WHAT YOU NEED TO DO: Extract exactly and only the lines of the data below, starting at the line with "queue a tracer" and stopping after the final line.

INPUT FOR THIS TASK:
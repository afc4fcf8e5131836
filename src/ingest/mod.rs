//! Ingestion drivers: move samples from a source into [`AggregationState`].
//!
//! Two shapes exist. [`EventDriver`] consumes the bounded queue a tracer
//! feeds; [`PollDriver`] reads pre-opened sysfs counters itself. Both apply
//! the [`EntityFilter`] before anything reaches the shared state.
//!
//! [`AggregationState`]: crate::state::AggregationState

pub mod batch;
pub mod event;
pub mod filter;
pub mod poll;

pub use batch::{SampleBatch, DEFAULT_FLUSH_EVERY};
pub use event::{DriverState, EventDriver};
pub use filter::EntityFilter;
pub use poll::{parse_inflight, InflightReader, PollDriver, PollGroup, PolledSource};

SOLUTION TO THIS EXERCISE:
//! Two shapes exist. [`EventDriver`] consumes the bounded queue a tracer
//! feeds; [`PollDriver`] reads pre-opened sysfs counters itself. Both apply
//! the [`EntityFilter`] before anything reaches the shared state.
//!
//! [`AggregationState`]: crate::state::AggregationState

pub mod batch;
pub mod event;
pub mod filter;
pub mod poll;

pub use batch::{SampleBatch, DEFAULT_FLUSH_EVERY};
pub use event::{DriverState, EventDriver};
pub use filter::EntityFilter;
pub use poll::{parse_inflight, InflightReader, PollDriver, PollGroup, PolledSource};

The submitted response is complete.